* _Task directions_
Only the lines below starting at the one containing "drop detection settings" and ending at the one containing "counts as significant" belong in the answer, each copied exactly.
[Start of Attachment]
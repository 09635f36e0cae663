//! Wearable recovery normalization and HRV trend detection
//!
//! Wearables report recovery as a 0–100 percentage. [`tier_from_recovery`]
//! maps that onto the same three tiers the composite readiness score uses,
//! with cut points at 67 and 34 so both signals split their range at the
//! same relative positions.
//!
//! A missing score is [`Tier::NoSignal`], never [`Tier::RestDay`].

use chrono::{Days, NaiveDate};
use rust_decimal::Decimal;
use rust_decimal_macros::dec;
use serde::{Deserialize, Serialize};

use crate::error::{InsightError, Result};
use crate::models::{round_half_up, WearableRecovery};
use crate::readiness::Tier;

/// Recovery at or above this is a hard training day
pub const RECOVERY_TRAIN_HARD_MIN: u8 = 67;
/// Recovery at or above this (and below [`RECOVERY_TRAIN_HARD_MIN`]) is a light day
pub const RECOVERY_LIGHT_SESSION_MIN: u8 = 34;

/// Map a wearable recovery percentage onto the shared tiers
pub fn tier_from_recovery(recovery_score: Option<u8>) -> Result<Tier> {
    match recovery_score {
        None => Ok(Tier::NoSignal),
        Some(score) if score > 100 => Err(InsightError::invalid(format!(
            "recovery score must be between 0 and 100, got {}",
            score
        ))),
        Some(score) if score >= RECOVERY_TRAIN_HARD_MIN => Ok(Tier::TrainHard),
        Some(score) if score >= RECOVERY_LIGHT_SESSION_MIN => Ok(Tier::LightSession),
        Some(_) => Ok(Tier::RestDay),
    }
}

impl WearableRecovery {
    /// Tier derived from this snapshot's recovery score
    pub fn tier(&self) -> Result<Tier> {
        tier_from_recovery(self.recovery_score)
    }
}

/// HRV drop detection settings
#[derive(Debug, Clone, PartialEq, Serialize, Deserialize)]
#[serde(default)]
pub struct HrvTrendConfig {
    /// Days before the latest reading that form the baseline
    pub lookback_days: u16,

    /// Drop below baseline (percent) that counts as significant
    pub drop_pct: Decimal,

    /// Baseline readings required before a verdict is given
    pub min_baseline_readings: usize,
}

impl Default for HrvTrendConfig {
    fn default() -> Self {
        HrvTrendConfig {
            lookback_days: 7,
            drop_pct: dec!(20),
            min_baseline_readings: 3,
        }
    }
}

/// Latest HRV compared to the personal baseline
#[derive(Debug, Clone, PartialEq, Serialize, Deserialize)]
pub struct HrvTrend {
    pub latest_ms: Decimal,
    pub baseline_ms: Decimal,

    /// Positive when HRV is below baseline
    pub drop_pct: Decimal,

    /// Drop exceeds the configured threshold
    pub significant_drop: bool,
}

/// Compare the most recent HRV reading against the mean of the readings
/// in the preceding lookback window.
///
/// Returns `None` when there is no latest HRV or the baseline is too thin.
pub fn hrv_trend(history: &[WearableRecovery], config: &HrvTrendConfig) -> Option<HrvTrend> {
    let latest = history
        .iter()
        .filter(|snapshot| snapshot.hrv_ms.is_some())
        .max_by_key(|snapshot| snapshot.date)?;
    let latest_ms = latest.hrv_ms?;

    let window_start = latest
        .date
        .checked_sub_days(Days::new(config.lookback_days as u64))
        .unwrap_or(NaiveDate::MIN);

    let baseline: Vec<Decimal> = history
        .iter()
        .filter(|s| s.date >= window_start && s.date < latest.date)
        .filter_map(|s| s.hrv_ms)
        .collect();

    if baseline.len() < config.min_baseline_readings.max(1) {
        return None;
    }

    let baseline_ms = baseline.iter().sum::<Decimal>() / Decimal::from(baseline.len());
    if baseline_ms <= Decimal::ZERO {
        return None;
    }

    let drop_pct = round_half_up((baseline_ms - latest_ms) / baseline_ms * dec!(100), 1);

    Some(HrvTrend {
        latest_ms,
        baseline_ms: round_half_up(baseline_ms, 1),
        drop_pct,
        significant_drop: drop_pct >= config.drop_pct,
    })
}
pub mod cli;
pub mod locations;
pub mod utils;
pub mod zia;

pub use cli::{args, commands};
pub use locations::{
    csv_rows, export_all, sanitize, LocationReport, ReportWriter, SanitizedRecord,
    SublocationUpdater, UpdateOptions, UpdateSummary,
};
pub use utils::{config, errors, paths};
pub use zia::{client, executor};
[End of Attachment]
* _Answer space_
/// HRV drop detection settings
#[derive(Debug, Clone, PartialEq, Serialize, Deserialize)]
#[serde(default)]
pub struct HrvTrendConfig {
    /// Days before the latest reading that form the baseline
    pub lookback_days: u16,

    /// Drop below baseline (percent) that counts as significant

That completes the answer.